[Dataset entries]
*** Block opens ***

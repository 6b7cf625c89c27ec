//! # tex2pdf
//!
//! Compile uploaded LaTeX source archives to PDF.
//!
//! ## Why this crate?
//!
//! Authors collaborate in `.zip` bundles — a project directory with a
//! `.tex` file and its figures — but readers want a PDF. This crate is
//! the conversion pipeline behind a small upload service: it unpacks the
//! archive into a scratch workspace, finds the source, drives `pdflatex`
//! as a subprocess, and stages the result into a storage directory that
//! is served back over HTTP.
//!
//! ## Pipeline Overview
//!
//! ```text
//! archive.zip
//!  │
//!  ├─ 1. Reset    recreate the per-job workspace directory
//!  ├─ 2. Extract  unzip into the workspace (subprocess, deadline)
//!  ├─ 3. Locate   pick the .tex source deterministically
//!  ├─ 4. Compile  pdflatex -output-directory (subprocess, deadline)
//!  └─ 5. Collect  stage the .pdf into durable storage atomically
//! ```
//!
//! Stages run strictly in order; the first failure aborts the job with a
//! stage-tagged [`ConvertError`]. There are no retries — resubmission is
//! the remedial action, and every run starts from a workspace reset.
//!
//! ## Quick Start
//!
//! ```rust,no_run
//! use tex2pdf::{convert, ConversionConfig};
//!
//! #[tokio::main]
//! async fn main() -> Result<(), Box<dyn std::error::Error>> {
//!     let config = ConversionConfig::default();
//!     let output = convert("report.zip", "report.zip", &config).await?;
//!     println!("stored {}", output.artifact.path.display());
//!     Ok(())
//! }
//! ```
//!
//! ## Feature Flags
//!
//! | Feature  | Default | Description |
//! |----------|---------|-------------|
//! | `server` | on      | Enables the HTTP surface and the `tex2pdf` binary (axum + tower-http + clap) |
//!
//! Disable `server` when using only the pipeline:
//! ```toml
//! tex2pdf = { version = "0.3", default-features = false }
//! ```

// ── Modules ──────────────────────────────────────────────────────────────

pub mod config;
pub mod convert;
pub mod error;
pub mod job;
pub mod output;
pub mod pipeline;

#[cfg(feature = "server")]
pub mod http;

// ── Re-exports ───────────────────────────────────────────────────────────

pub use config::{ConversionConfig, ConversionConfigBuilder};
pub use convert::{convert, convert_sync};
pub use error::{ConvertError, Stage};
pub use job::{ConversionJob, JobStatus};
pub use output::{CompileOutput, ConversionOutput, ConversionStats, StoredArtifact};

*** Block closes ***

From the data above, copy each line where the string "storage" appears.

//! as a subprocess, and stages the result into a storage directory that
//!  └─ 5. Collect  stage the .pdf into durable storage atomically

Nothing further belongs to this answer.